Saturday science subject: Martian glaciers

NASA just keeps finding Earth-like features on Mars. After water ice and snow, the space agency has now uncovered water-ice glaciers hidden under "thin layers of crustal debris" near the red planet's equator. Scientific American elaborates:

The findings, published today in Science, come from the [Mars Reconnaissance Orbiter]'s shallow radar, or SHARAD, which is able to penetrate the surface and examine what lies beneath. In this case, SHARAD indicated that two long-visible mid-latitude features, one of which is roughly three times the size of Los Angeles, are almost completely composed of water ice. (The suspect glaciers are covered by debris that obscures them but also insulates the ice from sublimating into water vapor, much as street grit forms an opaque, protective blanket over roadside snowbanks.)

But wait—how did glaciers end up at the planet's equator? The authors of the study attribute that to Mars' lack of a large moon like ours, which makes its axial tilt (and therefore climate) fluctuate more heavily.

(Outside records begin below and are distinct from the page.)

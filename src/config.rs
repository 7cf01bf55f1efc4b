//! Model location configuration.

use std::ffi::OsString;
use std::path::{Path, PathBuf};

/// Environment variable overriding the model file location.
pub const MODEL_PATH_ENV: &str = "XGB_MODEL_PATH";

/// Model file used when [`MODEL_PATH_ENV`] is unset, relative to the working
/// directory.
pub const DEFAULT_MODEL_PATH: &str = "ml/model.json";

/// Where to find the model artifact.
#[derive(Debug, Clone, PartialEq, Eq)]
pub struct ModelConfig {
    pub model_path: PathBuf,
}

impl Default for ModelConfig {
    fn default() -> Self {
        Self {
            model_path: PathBuf::from(DEFAULT_MODEL_PATH),
        }
    }
}

impl ModelConfig {
    /// Resolve from the process environment.
    pub fn from_env() -> Self {
        Self::from_lookup(|key| std::env::var_os(key))
    }

    /// Resolve using an arbitrary variable lookup.
    ///
    /// A variable that is present but empty still counts as set; the empty
    /// path then simply does not exist.
    pub fn from_lookup<F>(lookup: F) -> Self
    where
        F: Fn(&str) -> Option<OsString>,
    {
        match lookup(MODEL_PATH_ENV) {
            Some(path) => Self {
                model_path: PathBuf::from(path),
            },
            None => Self::default(),
        }
    }

    #[inline]
    pub fn model_path(&self) -> &Path {
        &self.model_path
    }

    /// Whether anything exists at the resolved path.
    pub fn model_exists(&self) -> bool {
        self.model_path.exists()
    }
}
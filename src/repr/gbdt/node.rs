//! Per-node value types.

/// Type of split in a decision tree node.
#[derive(Debug, Clone, Copy, PartialEq, Eq, Default)]
#[repr(u8)]
pub enum SplitType {
    /// Go left if `value < threshold`.
    #[default]
    Numeric = 0,
    /// Go right if the value's category is in the node's set.
    Categorical = 1,
}

/// Scalar leaf output.
#[derive(Debug, Clone, Copy, PartialEq, Default)]
pub struct ScalarLeaf(pub f32);
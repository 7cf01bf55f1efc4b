//! Linear booster (gblinear) representation.
//!
//! # Weight Layout
//!
//! Weights are an `Array2<f32>` with shape `[n_features + 1, n_groups]`; the
//! last row holds the per-group bias:
//!
//! ```text
//! weights[[feature, group]]    -> coefficient
//! weights[[n_features, group]] -> bias
//! ```

mod model;

pub use model::LinearModel;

The location of the glaciers may turn out to our advantage if we ever send a manned mission to Mars, too. According to Victor Baker of the University of Arizona, the combination of abundant sunlight and ice at lower latitudes could allow a mission to produce oxygen and hydrogen locally. "Mars doesn't have much free oxygen, and people need that to breathe. And hydrogen is a great fuel for getting back from Mars," he points out.